Page 1 of 1

CDC problem with partion

Posted: Tue Sep 21, 2010 1:06 am
by vinsashi
Hi,
In my job i am using CDC stage.I have to compare source data with target data if any new records then i should insert.I have desinged like this refence(less) Ref(less) target
! ! !(entire&sort on 4keycol)
source-Lookup- -----Loookp----(entire&sorton 4keycol)CDC---Trans(Surkey)---TargetDB


My source contains 2,000,000 records .if i run on 2node i am getting 4,000,000 records.and it taking 2 to 3 hr time.I should get only 2,00,000 records(new records only 2,000,000).Please help me if any solution for this one other than running on single node and perfomance tunning for this job.


Thanks
V....

Posted: Tue Sep 21, 2010 1:19 am
by rohithmuthyala
Hi,
As you are using the partition type as entire this problem is encountered, changing the partitioning type can help. I would suggest to go for hash partitioning on the key column combination.

Posted: Tue Sep 21, 2010 3:46 am
by priyadarshikunal

Code: Select all

        refence(less)   Ref(less)                     target
             !            !                             !(entire&sort on 4keycol)
source-Lookup-  -----Loookp----(entire&sorton 4keycol)CDC---Trans(Surkey)---TargetDB


use the code tags to preserve the formating.
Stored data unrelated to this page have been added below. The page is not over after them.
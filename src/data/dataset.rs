use burn::data::dataset::Dataset;
use serde::{Deserialize, Serialize};
use std::sync::Arc;

/// One tokenised and padded document.
/// Sequence format: [CLS] tokens [SEP] [PAD]...
#[derive(Debug, Clone, PartialEq, Eq, Serialize, Deserialize)]
pub struct EncodedSample {
    pub input_ids:      Vec<u32>,
    pub attention_mask: Vec<u32>,
    pub label:          usize,
}

/// Shared, cheaply clonable view over encoded samples.
#[derive(Debug, Clone, Default)]
pub struct TextDataset {
    samples: Arc<Vec<EncodedSample>>,
}

impl TextDataset {
    pub fn new(samples: Vec<EncodedSample>) -> Self {
        Self { samples: Arc::new(samples) }
    }

    pub fn sample_count(&self) -> usize { self.samples.len() }

    /// The first `n` samples (all of them if `n` exceeds the length).
    pub fn head(&self, n: usize) -> Self {
        let n = n.min(self.samples.len());
        Self::new(self.samples[..n].to_vec())
    }
}

impl Dataset<EncodedSample> for TextDataset {
    fn get(&self, index: usize) -> Option<EncodedSample> {
        self.samples.get(index).cloned()
    }

    fn len(&self) -> usize {
        self.samples.len()
    }
}
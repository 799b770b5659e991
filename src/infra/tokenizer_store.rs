// ============================================================
// Layer 6 — Tokenizer Store
// ============================================================
// Keeps one word-level tokenizer per (model, dataset) so the
// finetune run and every later unlearning run encode the corpus
// identically.
//
// The vocabulary JSON is written by hand in HuggingFace format
// and loaded back through Tokenizer::from_file, which avoids the
// trainer/ModelWrapper type mismatch in tokenizers 0.15.
//
// Special ids follow the BERT convention:
//   [PAD]=0 [UNK]=1 [CLS]=101 [SEP]=102 [MASK]=103, words from 104
//
// Reference: tokenizers crate documentation

use anyhow::{Context, Result};
use std::collections::HashMap;
use std::path::PathBuf;
use tokenizers::Tokenizer;

const FIRST_WORD_ID: usize = 104;

pub struct TokenizerStore {
    dir: PathBuf,
}

impl TokenizerStore {
    pub fn new(dir: impl Into<PathBuf>) -> Self {
        Self { dir: dir.into() }
    }

    pub fn path(&self) -> PathBuf {
        self.dir.join("tokenizer.json")
    }

    /// Load the stored tokenizer or build one from `texts`.
    pub fn load_or_build(&self, texts: &[String], vocab_size: usize) -> Result<Tokenizer> {
        if self.path().exists() {
            tracing::info!("Loading existing tokenizer from '{}'", self.path().display());
            self.load()
        } else {
            tracing::info!("Building new tokenizer (vocab_size={})", vocab_size);
            self.build_and_save(texts, vocab_size)
        }
    }

    pub fn load(&self) -> Result<Tokenizer> {
        let path = self.path();
        Tokenizer::from_file(&path)
            .map_err(|e| anyhow::anyhow!("Cannot load tokenizer from '{}': {}", path.display(), e))
    }

    fn build_and_save(&self, texts: &[String], vocab_size: usize) -> Result<Tokenizer> {
        std::fs::create_dir_all(&self.dir)
            .with_context(|| format!("Cannot create '{}'", self.dir.display()))?;

        let mut freq: HashMap<String, usize> = HashMap::new();
        for text in texts {
            for word in text.split_whitespace() {
                let w = word.to_lowercase();
                let w = w.trim_matches(|c: char| !c.is_alphanumeric());
                if !w.is_empty() {
                    *freq.entry(w.to_string()).or_insert(0) += 1;
                }
            }
        }

        // Most frequent first; ties broken alphabetically so rebuilding
        // from the same corpus yields the same ids.
        let mut words: Vec<(String, usize)> = freq.into_iter().collect();
        words.sort_by(|a, b| b.1.cmp(&a.1).then_with(|| a.0.cmp(&b.0)));
        words.truncate(vocab_size.saturating_sub(5));

        let mut vocab = serde_json::json!({
            "[PAD]":  0,
            "[UNK]":  1,
            "[CLS]":  101,
            "[SEP]":  102,
            "[MASK]": 103,
        });
        let mut next_id = FIRST_WORD_ID;
        for (word, _) in &words {
            if vocab.get(word).is_none() {
                vocab[word] = serde_json::json!(next_id);
                next_id += 1;
            }
        }

        let tokenizer_json = serde_json::json!({
            "version": "1.0",
            "truncation": null,
            "padding": null,
            "added_tokens": [
                {"id": 0,   "content": "[PAD]",  "single_word": false, "lstrip": false, "rstrip": false, "normalized": false, "special": true},
                {"id": 1,   "content": "[UNK]",  "single_word": false, "lstrip": false, "rstrip": false, "normalized": false, "special": true},
                {"id": 101, "content": "[CLS]",  "single_word": false, "lstrip": false, "rstrip": false, "normalized": false, "special": true},
                {"id": 102, "content": "[SEP]",  "single_word": false, "lstrip": false, "rstrip": false, "normalized": false, "special": true},
                {"id": 103, "content": "[MASK]", "single_word": false, "lstrip": false, "rstrip": false, "normalized": false, "special": true}
            ],
            "normalizer": {
                "type": "BertNormalizer",
                "clean_text": true,
                "handle_chinese_chars": true,
                "strip_accents": null,
                "lowercase": true
            },
            "pre_tokenizer": {
                "type": "Whitespace"
            },
            "post_processor": null,
            "decoder": null,
            "model": {
                "type": "WordLevel",
                "vocab": vocab,
                "unk_token": "[UNK]"
            }
        });

        let path = self.path();
        std::fs::write(&path, serde_json::to_string_pretty(&tokenizer_json)?)
            .with_context(|| format!("Cannot write tokenizer to '{}'", path.display()))?;

        tracing::info!("Tokenizer built with {} words, saved to '{}'", words.len(), path.display());
        self.load()
    }
}

/// One past the largest token id, i.e. the embedding table size
/// a model needs for this tokenizer.
pub fn id_bound(tokenizer: &Tokenizer) -> usize {
    tokenizer
        .get_vocab(true)
        .values()
        .map(|&id| id as usize + 1)
        .max()
        .unwrap_or(FIRST_WORD_ID)
}
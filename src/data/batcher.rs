// ============================================================
// Layer 4 — Classification Batcher
// ============================================================
// Implements Burn's Batcher trait to convert a Vec<EncodedSample>
// into device tensors.
//
//   Input:  Vec of N EncodedSamples, each with sequences of length S
//   Output: ClassifyBatch with ids/mask [N, S] and labels [N]
//
// All sequences share one padded length (the whole corpus is
// padded together before splitting), so rows stack directly.
//
// Reference: Burn Book §4 (Batcher)

use burn::{
    data::dataloader::batcher::Batcher,
    prelude::*,
};

use crate::data::dataset::EncodedSample;

/// A batch of documents ready for the classifier forward pass.
#[derive(Debug, Clone)]
pub struct ClassifyBatch<B: Backend> {
    /// Token ID sequences — shape: [batch_size, seq_len]
    pub input_ids: Tensor<B, 2, Int>,

    /// Attention masks — shape: [batch_size, seq_len]
    /// 1 = real token, 0 = padding
    pub attention_mask: Tensor<B, 2, Int>,

    /// Class indices — shape: [batch_size]
    pub labels: Tensor<B, 1, Int>,
}

impl<B: Backend> ClassifyBatch<B> {
    pub fn size(&self) -> usize {
        self.labels.dims()[0]
    }
}

/// Holds the target device so tensors are created on the right GPU/CPU.
#[derive(Clone, Debug)]
pub struct ClassifyBatcher<B: Backend> {
    pub device: B::Device,
}

impl<B: Backend> ClassifyBatcher<B> {
    pub fn new(device: B::Device) -> Self {
        Self { device }
    }
}

impl<B: Backend> Batcher<EncodedSample, ClassifyBatch<B>> for ClassifyBatcher<B> {
    fn batch(&self, items: Vec<EncodedSample>) -> ClassifyBatch<B> {
        let batch_size = items.len();
        let seq_len    = items.first().map_or(0, |s| s.input_ids.len());

        let input_flat: Vec<i64> = items
            .iter()
            .flat_map(|s| s.input_ids.iter().map(|&x| x as i64))
            .collect();

        let mask_flat: Vec<i64> = items
            .iter()
            .flat_map(|s| s.attention_mask.iter().map(|&x| x as i64))
            .collect();

        let labels: Vec<i64> = items.iter().map(|s| s.label as i64).collect();

        let input_ids = Tensor::<B, 2, Int>::from_data(
            TensorData::new(input_flat, [batch_size, seq_len]), &self.device,
        );
        let attention_mask = Tensor::<B, 2, Int>::from_data(
            TensorData::new(mask_flat, [batch_size, seq_len]), &self.device,
        );
        let labels = Tensor::<B, 1, Int>::from_data(
            TensorData::new(labels, [batch_size]), &self.device,
        );

        ClassifyBatch { input_ids, attention_mask, labels }
    }
}
// ============================================================
// Layer 4 — Corpus Encoder
// ============================================================
// Turns every document of the corpus into an EncodedSample:
//
//   [CLS] token ids [SEP]   truncated to max_length
//   [PAD] ...               up to the longest encoded document
//
// The whole corpus is padded together before it is partitioned,
// so every split shares one sequence length.

use anyhow::Result;
use tokenizers::Tokenizer;

use crate::data::dataset::EncodedSample;
use crate::domain::corpus::Corpus;

pub const PAD_ID: u32 = 0;
pub const CLS_ID: u32 = 101;
pub const SEP_ID: u32 = 102;

pub fn encode_corpus(
    corpus:     &Corpus,
    tokenizer:  &Tokenizer,
    max_length: usize,
) -> Result<Vec<EncodedSample>> {
    let max_length = max_length.max(2);

    let mut sequences = Vec::with_capacity(corpus.len());
    for text in &corpus.texts {
        let enc = tokenizer
            .encode(text.as_str(), false)
            .map_err(|e| anyhow::anyhow!("Tokenisation error: {e}"))?;

        let mut ids = Vec::with_capacity(max_length);
        ids.push(CLS_ID);
        ids.extend(enc.get_ids().iter().take(max_length - 2));
        ids.push(SEP_ID);
        sequences.push(ids);
    }

    let padded_len = sequences.iter().map(Vec::len).max().unwrap_or(2);
    tracing::debug!("Encoded {} documents, padded length {}", sequences.len(), padded_len);

    let samples = sequences
        .into_iter()
        .zip(&corpus.labels)
        .map(|(mut input_ids, &label)| {
            let real = input_ids.len();
            let mut attention_mask = vec![1u32; real];
            input_ids.resize(padded_len, PAD_ID);
            attention_mask.resize(padded_len, 0);
            EncodedSample { input_ids, attention_mask, label }
        })
        .collect();

    Ok(samples)
}

#[cfg(test)]
mod tests {
    use super::*;
    use crate::infra::tokenizer_store::TokenizerStore;

    fn corpus(texts: &[&str]) -> Corpus {
        let n = texts.len();
        Corpus::from_sizes(
            texts.iter().map(|t| t.to_string()).collect(),
            (0..n).map(|i| i % 2).collect(),
            vec!["a".into(), "b".into()],
            n,
            0,
            0.0,
        )
        .unwrap()
    }

    #[test]
    fn test_uniform_padding_and_truncation() {
        let dir = tempfile::tempdir().unwrap();
        let c = corpus(&["one two three four five six", "one", "two three"]);
        let tok = TokenizerStore::new(dir.path()).load_or_build(&c.texts, 100).unwrap();

        let samples = encode_corpus(&c, &tok, 5).unwrap();

        assert!(samples.iter().all(|s| s.input_ids.len() == 5));
        // longest doc: [CLS] + 3 tokens + [SEP]
        assert_eq!(samples[0].input_ids[0], CLS_ID);
        assert_eq!(samples[0].input_ids[4], SEP_ID);
        assert_eq!(samples[0].attention_mask, vec![1, 1, 1, 1, 1]);
        // "one" → [CLS] one [SEP] [PAD] [PAD]
        assert_eq!(samples[1].attention_mask, vec![1, 1, 1, 0, 0]);
        assert_eq!(samples[1].input_ids[3], PAD_ID);
        assert_eq!(samples[2].label, 0);
    }

    #[test]
    fn test_pads_to_longest_not_max_length() {
        let dir = tempfile::tempdir().unwrap();
        let c = corpus(&["a b", "a"]);
        let tok = TokenizerStore::new(dir.path()).load_or_build(&c.texts, 100).unwrap();

        let samples = encode_corpus(&c, &tok, 128).unwrap();
        assert_eq!(samples[0].input_ids.len(), 4);
    }
}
Why are you using entire partitioning at all. In case of CDC you are just duplicating the data on each node and hence you are getting duplicates in output too (already mentioned 2 nodes hence twice the numbers). Use Hash partition so that the incoming data remains unique across the nodes and is key partitioned so that it finds the match if any in other link.